Cis-Regulatory elements (cis-REs) include promoters, enhancers, and insulators that regulate gene expression programs via binding of transcription factors. ATAC-seq technology effectively identifies active cis-REs in a given cell type (including from single cells) by mapping the accessible chromatin at base-pair resolution. However, these maps are not immediately useful for inferring specific functions of cis-REs. For this purpose, we developed a deep learning framework (CoRE-ATAC) with novel data encoders that integrate DNA sequence (reference or personal genotypes) and ATAC-seq read pileups.
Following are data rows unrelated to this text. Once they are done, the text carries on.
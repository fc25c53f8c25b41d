//! Size constants for morph chain primitives.

/// Size of a compressed public key in bytes.
pub const PUBLIC_KEY_SIZE: usize = 33;

/// Size of a SHA-256 digest in bytes.
pub const HASH_SIZE: usize = 32;

/// Offset of the node public key inside a serialized storage node descriptor.
pub const NODE_INFO_KEY_OFFSET: usize = 2;
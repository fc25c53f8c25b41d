//! Storage abstractions backing the NeoFS morph governance contracts.
//!
//! The crate exposes an in-memory implementation used for tests and replay
//! tooling, plus an optional Sled-backed persistent store. Both share the
//! [`Store`] trait. Contract invocations never write to a backend directly:
//! they run against an [`Overlay`] that buffers writes and is committed as a
//! single [`WriteBatch`] once the invocation succeeds.

mod error;
mod memory;
mod overlay;
#[cfg(feature = "sled")]
mod sled_store;
mod traits;

pub use error::StoreError;
pub use memory::MemoryStore;
pub use overlay::Overlay;
#[cfg(feature = "sled")]
pub use sled_store::SledStore;
pub use traits::{BatchOp, ColumnId, Store, StoreExt, WriteBatch};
CoRE-ATAC was trained on 4 cell types (n=6 samples/replicates) and accurately predicted known cis-RE functions from 7 cell types (n=40 samples) that were not used in model training (average precision=0.80). CoRE-ATAC enhancer predictions from 19 human islets coincided with genetically modulated gain/loss of enhancer activity, which was confirmed by massively parallel reporter assays (MPRAs). Finally, CoRE-ATAC effectively inferred functionality of cis-REs from aggregate single nucleus ATAC-seq (snATAC) data from human blood-derived immune cells that overlapped well with known functional annotations in sorted immune cells. Performances on snATAC-seq data demonstrate CoRE-ATAC9s ability to infer cis-RE function in rare cell populations that can be identified by unsupervised clustering of snATAC-seq cells but difficult to capture in bulk ATAC-seq. ATAC-seq maps from primary human cells reveal individual- and cell-specific variation in cis-RE activity. CoRE-ATAC increases the functional resolution of these maps, a critical step for studying regulatory disruptions behind diseases.